Geothermal technology can help businesses and homeowners drastically reduce their electricity costs, officials said at a recent conference in Oklahoma City.
by Jay F. Marks Published: August 31, 2012

New advancements in geothermal technology make it a viable option for almost any building, the chief executive of a Colorado-based geothermal company said this week.

Thermal Energy Corp. CEO Buzz Johnson said geothermal typically is considered for high occupancy buildings or those that are in use 24 hours a day, but his company also looks for “nontraditional” application for the technology.

Johnson said ground-source heat pumps used to harness geothermal energy have helped a commercial dairy in New Mexico slash its electricity usage from 239 kilowatts to 76 kilowatts.

Johnson and engineer Greg Tinkler have been working with Western Farmers Electric Cooperative to identify ways the electricity provider can cut demand without adding new generating capacity. Western Farmers provides power to 23 rural electric cooperatives in Oklahoma and New Mexico.
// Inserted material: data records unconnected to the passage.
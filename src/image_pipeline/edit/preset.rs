use std::fmt;
use std::str::FromStr;

use image::{Rgb, RgbImage, imageops};

use crate::image_pipeline::common::error::EditError;
use crate::image_pipeline::edit::adjust::{
    enhance_brightness, enhance_color, enhance_contrast, enhance_sharpness,
};
use crate::image_pipeline::edit::filters::Kernel;
use crate::image_pipeline::edit::params::normalize_name;

/// Named style bundle applied on top of the filter stack and brightness.
#[derive(Debug, Clone, Copy, PartialEq, Eq, Default)]
pub enum Preset {
    #[default]
    None,
    Vintage,
    Dreamy,
    Drama,
    CoolTones,
}

impl Preset {
    pub fn name(self) -> &'static str {
        match self {
            Preset::None => "none",
            Preset::Vintage => "vintage",
            Preset::Dreamy => "dreamy",
            Preset::Drama => "drama",
            Preset::CoolTones => "cool-tones",
        }
    }
}

impl fmt::Display for Preset {
    fn fmt(&self, f: &mut fmt::Formatter<'_>) -> fmt::Result {
        f.write_str(self.name())
    }
}

impl FromStr for Preset {
    type Err = EditError;

    fn from_str(s: &str) -> Result<Self, Self::Err> {
        match normalize_name(s).as_str() {
            "" | "none" => Ok(Preset::None),
            "vintage" => Ok(Preset::Vintage),
            "dreamy" => Ok(Preset::Dreamy),
            "drama" => Ok(Preset::Drama),
            "cooltones" | "cool" => Ok(Preset::CoolTones),
            _ => Err(EditError::InvalidParameter(format!("unknown preset: {s}"))),
        }
    }
}

pub fn apply_preset(image: RgbImage, preset: Preset) -> RgbImage {
    match preset {
        Preset::None => image,
        Preset::Vintage => {
            let image = enhance_color(&image, 0.7);
            let image = enhance_contrast(&image, 1.2);
            imageops::blur(&image, 1.0)
        }
        Preset::Dreamy => {
            let image = enhance_brightness(&image, 1.3);
            let image = enhance_sharpness(&image, 0.7);
            Kernel::BLUR.apply(&image)
        }
        Preset::Drama => {
            let image = enhance_contrast(&image, 1.5);
            let image = enhance_sharpness(&image, 2.0);
            Kernel::EDGE_ENHANCE.apply(&image)
        }
        Preset::CoolTones => boost_blue(image, 1.3),
    }
}

/// Brightens the blue channel only; red and green pass through.
fn boost_blue(mut image: RgbImage, factor: f32) -> RgbImage {
    for Rgb([_, _, blue]) in image.pixels_mut() {
        *blue = (*blue as f32 * factor).round().clamp(0.0, 255.0) as u8;
    }
    image
}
The duo spoke Tuesday at Touchstone Energy Electric Cooperatives' 12th annual Emerging Technology Conference at Oklahoma City's Skirvin Hilton.

Mark Faulkenberry, manager of marketing and communications for Western Farmers, said geothermal can help reduce electricity demand and increase efficiency.
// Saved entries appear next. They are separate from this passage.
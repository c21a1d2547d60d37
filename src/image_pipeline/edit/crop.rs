use image::{RgbImage, imageops};

/// Crop request as supplied by the caller: pixels to skip from the
/// left/top edges, and margins to remove from the right/bottom edges.
#[derive(Debug, Clone, Copy, PartialEq, Eq, Default)]
pub struct CropMargins {
    pub left: u32,
    pub top: u32,
    pub right: u32,
    pub bottom: u32,
}

/// Clamped crop rectangle in absolute pixel coordinates (`right` and
/// `bottom` are exclusive edges).
#[derive(Debug, Clone, Copy, PartialEq, Eq)]
pub struct CropRect {
    pub left: u32,
    pub top: u32,
    pub right: u32,
    pub bottom: u32,
}

impl CropMargins {
    pub fn new(left: u32, top: u32, right: u32, bottom: u32) -> Self {
        Self { left, top, right, bottom }
    }

    /// Resolves the margins against an image of `width` x `height`
    /// (both at least 1). The result is never empty or inverted.
    pub fn clamp_to(&self, width: u32, height: u32) -> CropRect {
        let left = self.left.min(width - 1);
        let top = self.top.min(height - 1);
        let right = width.saturating_sub(self.right).clamp(left + 1, width);
        let bottom = height.saturating_sub(self.bottom).clamp(top + 1, height);
        CropRect { left, top, right, bottom }
    }
}

impl CropRect {
    pub fn width(&self) -> u32 {
        self.right - self.left
    }

    pub fn height(&self) -> u32 {
        self.bottom - self.top
    }

    pub fn is_full_image(&self, width: u32, height: u32) -> bool {
        self.left == 0 && self.top == 0 && self.right == width && self.bottom == height
    }
}

pub fn crop(image: &RgbImage, rect: CropRect) -> RgbImage {
    imageops::crop_imm(image, rect.left, rect.top, rect.width(), rect.height()).to_image()
}
//! Image decoding module
//!
//! Turns encoded bytes in any format the `image` crate understands into a
//! decoded raster the edit pipeline can work on.

mod reader;
mod standard_reader;

pub use reader::PhotoReader;
pub use standard_reader::StandardPhotoReader;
Johnson said the technology has been around for some time.

“It's not really black magic,” he said. “It's really quite well known.”

Tinkler, an engineer with LRB Engineers Inc. in Houston, said there are many types of geothermal systems available, but they all work like a battery.
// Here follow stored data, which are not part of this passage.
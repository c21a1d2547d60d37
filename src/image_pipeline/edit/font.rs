//! Font resolution for watermark text.
//!
//! Outline fonts (TrueType/OpenType) are loaded through a [`FontProvider`]
//! and rendered with `imageproc`. The fixed default font is an 8x8 bitmap
//! face resampled (nearest neighbour) to the requested pixel size; it needs
//! no font file, so resolution can always fall back to it.

use std::fmt;
use std::path::{Path, PathBuf};
use std::str::FromStr;
use std::sync::Arc;

use ab_glyph::{Font, FontVec, PxScale};
use font8x8::{BASIC_FONTS, UnicodeFonts};
use image::{Rgb, RgbImage};
use imageproc::drawing::{draw_filled_rect_mut, draw_text_mut, text_size};
use imageproc::rect::Rect;
use tracing::{debug, warn};

use crate::image_pipeline::common::error::{EditError, Result};
use crate::image_pipeline::edit::params::normalize_name;

const BITMAP_CELL: u32 = 8;

#[derive(Debug, Clone, Copy, PartialEq, Eq)]
pub enum FontStyle {
    Sans,
    SansBold,
    Serif,
    Monospace,
}

impl FontStyle {
    fn candidates(self) -> &'static [&'static str] {
        match self {
            FontStyle::Sans => &[
                "/usr/share/fonts/truetype/dejavu/DejaVuSans.ttf",
                "/usr/share/fonts/TTF/DejaVuSans.ttf",
                "/usr/share/fonts/dejavu/DejaVuSans.ttf",
                "/usr/share/fonts/truetype/liberation/LiberationSans-Regular.ttf",
                "/Library/Fonts/Arial.ttf",
                "/System/Library/Fonts/Supplemental/Arial.ttf",
                "C:\\Windows\\Fonts\\arial.ttf",
            ],
            FontStyle::SansBold => &[
                "/usr/share/fonts/truetype/dejavu/DejaVuSans-Bold.ttf",
                "/usr/share/fonts/TTF/DejaVuSans-Bold.ttf",
                "/usr/share/fonts/dejavu/DejaVuSans-Bold.ttf",
                "/usr/share/fonts/truetype/liberation/LiberationSans-Bold.ttf",
                "/Library/Fonts/Arial Bold.ttf",
                "/System/Library/Fonts/Supplemental/Arial Bold.ttf",
                "C:\\Windows\\Fonts\\arialbd.ttf",
            ],
            FontStyle::Serif => &[
                "/usr/share/fonts/truetype/dejavu/DejaVuSerif.ttf",
                "/usr/share/fonts/TTF/DejaVuSerif.ttf",
                "/usr/share/fonts/dejavu/DejaVuSerif.ttf",
                "/usr/share/fonts/truetype/liberation/LiberationSerif-Regular.ttf",
                "/Library/Fonts/Times New Roman.ttf",
                "/System/Library/Fonts/Supplemental/Times New Roman.ttf",
                "C:\\Windows\\Fonts\\times.ttf",
            ],
            FontStyle::Monospace => &[
                "/usr/share/fonts/truetype/dejavu/DejaVuSansMono.ttf",
                "/usr/share/fonts/TTF/DejaVuSansMono.ttf",
                "/usr/share/fonts/dejavu/DejaVuSansMono.ttf",
                "/usr/share/fonts/truetype/liberation/LiberationMono-Regular.ttf",
                "/Library/Fonts/Courier New.ttf",
                "/System/Library/Fonts/Supplemental/Courier New.ttf",
                "C:\\Windows\\Fonts\\cour.ttf",
            ],
        }
    }
}

impl FromStr for FontStyle {
    type Err = EditError;

    fn from_str(s: &str) -> std::result::Result<Self, Self::Err> {
        match normalize_name(s).as_str() {
            "sans" | "sansserif" | "arial" | "helvetica" => Ok(FontStyle::Sans),
            "sansbold" | "bold" | "arialbold" => Ok(FontStyle::SansBold),
            "serif" | "times" | "timesnewroman" => Ok(FontStyle::Serif),
            "mono" | "monospace" | "courier" | "couriernew" => Ok(FontStyle::Monospace),
            _ => Err(EditError::InvalidParameter(format!("unknown font style: {s}"))),
        }
    }
}

/// Where the watermark font comes from.
#[derive(Clone, Default)]
pub enum FontSource {
    /// The built-in bitmap face.
    #[default]
    Default,
    /// A system font picked by style.
    Builtin(FontStyle),
    /// A font file on disk.
    File(PathBuf),
    /// Font data handed over by the caller, e.g. an upload.
    Bytes(Arc<[u8]>),
}

impl fmt::Debug for FontSource {
    fn fmt(&self, f: &mut fmt::Formatter<'_>) -> fmt::Result {
        match self {
            FontSource::Default => f.write_str("Default"),
            FontSource::Builtin(style) => f.debug_tuple("Builtin").field(style).finish(),
            FontSource::File(path) => f.debug_tuple("File").field(path).finish(),
            FontSource::Bytes(data) => write!(f, "Bytes({} bytes)", data.len()),
        }
    }
}

pub trait FontProvider {
    fn load(&self, source: &FontSource) -> Result<FontVec>;
}

/// Loads fonts from the filesystem or from caller-supplied bytes.
pub struct SystemFontProvider;

impl SystemFontProvider {
    fn read(path: &Path) -> Result<FontVec> {
        let data = std::fs::read(path)
            .map_err(|e| EditError::FontError(format!("{}: {}", path.display(), e)))?;
        FontVec::try_from_vec(data)
            .map_err(|e| EditError::FontError(format!("{}: {}", path.display(), e)))
    }
}

impl FontProvider for SystemFontProvider {
    fn load(&self, source: &FontSource) -> Result<FontVec> {
        match source {
            FontSource::Default => Err(EditError::FontError(
                "the default font is built in and has no outline data".to_string(),
            )),
            FontSource::Builtin(style) => {
                let path = style
                    .candidates()
                    .iter()
                    .map(Path::new)
                    .find(|path| path.is_file())
                    .ok_or_else(|| {
                        EditError::FontError(format!("no installed font for style {style:?}"))
                    })?;
                debug!("Using {} for {:?}", path.display(), style);
                Self::read(path)
            }
            FontSource::File(path) => Self::read(path),
            FontSource::Bytes(data) => FontVec::try_from_vec(data.to_vec())
                .map_err(|e| EditError::FontError(format!("uploaded font: {e}"))),
        }
    }
}

/// A font ready to measure and draw at a fixed size.
pub enum WatermarkFont {
    Outline { font: FontVec, scale: PxScale },
    /// Glyph cell is `size` x `size` pixels.
    Bitmap { size: u32 },
}

impl fmt::Debug for WatermarkFont {
    fn fmt(&self, f: &mut fmt::Formatter<'_>) -> fmt::Result {
        match self {
            WatermarkFont::Outline { scale, .. } => {
                f.debug_struct("Outline").field("scale", scale).finish()
            }
            WatermarkFont::Bitmap { size } => f.debug_struct("Bitmap").field("size", size).finish(),
        }
    }
}

impl WatermarkFont {
    /// Sizes the outline font so its em square is `size` pixels tall.
    pub fn outline(font: FontVec, size: u32) -> Self {
        let units_per_em = font.units_per_em().unwrap_or_else(|| font.height_unscaled());
        let px = size as f32 * font.height_unscaled() / units_per_em;
        WatermarkFont::Outline { font, scale: PxScale::from(px) }
    }

    pub fn bitmap(size: u32) -> Self {
        WatermarkFont::Bitmap { size }
    }

    pub fn is_bitmap(&self) -> bool {
        matches!(self, WatermarkFont::Bitmap { .. })
    }

    /// Pixel bounding box of `text`.
    pub fn text_size(&self, text: &str) -> (u32, u32) {
        match self {
            WatermarkFont::Outline { font, scale } => text_size(*scale, font, text),
            WatermarkFont::Bitmap { size } => (text.chars().count() as u32 * size, *size),
        }
    }

    pub fn draw_text(&self, canvas: &mut RgbImage, origin: (i32, i32), color: Rgb<u8>, text: &str) {
        match self {
            WatermarkFont::Outline { font, scale } => {
                draw_text_mut(canvas, color, origin.0, origin.1, *scale, font, text);
            }
            WatermarkFont::Bitmap { size } => draw_bitmap_text(canvas, origin, color, text, *size),
        }
    }
}

/// Output pixels `[start, end)` along one axis that sample glyph cell `cell`
/// when an 8-pixel glyph is stretched to `size` pixels (`r * 8 / size == cell`).
fn cell_span(cell: u32, size: u32) -> (u32, u32) {
    let start = (cell * size).div_ceil(BITMAP_CELL);
    let end = ((cell + 1) * size).div_ceil(BITMAP_CELL);
    (start, end)
}

fn draw_bitmap_text(canvas: &mut RgbImage, origin: (i32, i32), color: Rgb<u8>, text: &str, size: u32) {
    for (index, ch) in text.chars().enumerate() {
        let glyph = BASIC_FONTS
            .get(ch)
            .or_else(|| BASIC_FONTS.get('?'))
            .unwrap_or_default();
        let glyph_x = origin.0 as i64 + index as i64 * size as i64;
        for (row, bits) in (0u32..).zip(glyph.iter()) {
            let (top, bottom) = cell_span(row, size);
            if bottom == top {
                continue;
            }
            for col in 0..BITMAP_CELL {
                if bits & (1u8 << col) == 0 {
                    continue;
                }
                let (left, right) = cell_span(col, size);
                if right == left {
                    continue;
                }
                let x = glyph_x + left as i64;
                let y = origin.1 as i64 + top as i64;
                if x > i32::MAX as i64 || y > i32::MAX as i64 {
                    continue;
                }
                let rect = Rect::at(x as i32, y as i32).of_size(right - left, bottom - top);
                draw_filled_rect_mut(canvas, rect, color);
            }
        }
    }
}

/// Resolves `source` at `size`, falling back to the bitmap face when the
/// provider cannot load it. The load error, if any, is returned alongside.
pub fn resolve_font<F: FontProvider + ?Sized>(
    provider: &F,
    source: &FontSource,
    size: u32,
) -> (WatermarkFont, Option<EditError>) {
    if let FontSource::Default = source {
        return (WatermarkFont::bitmap(size), None);
    }

    match provider.load(source) {
        Ok(font) => (WatermarkFont::outline(font, size), None),
        Err(e) => {
            warn!(?source, error = %e, "Font unavailable, using built-in default");
            (WatermarkFont::bitmap(size), Some(e))
        }
    }
}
“Just like a battery stores electrical charge, geothermal stores heat charge,” he said.

Tinkler said a geothermal loop field takes advantage of the stable temperature of the earth below a layer of insulating soil, making it easier to heat or cool a building.

“It costs us a whole lot more to go from 100 (degrees) to 72 than it does to go from (ground temperature of) 65 to 72,” he said. “That's where it affects you guys.”

Geothermal systems use a series of underground pipes to store heat or move it to the surface.

“It's a fairly simple system,” he said.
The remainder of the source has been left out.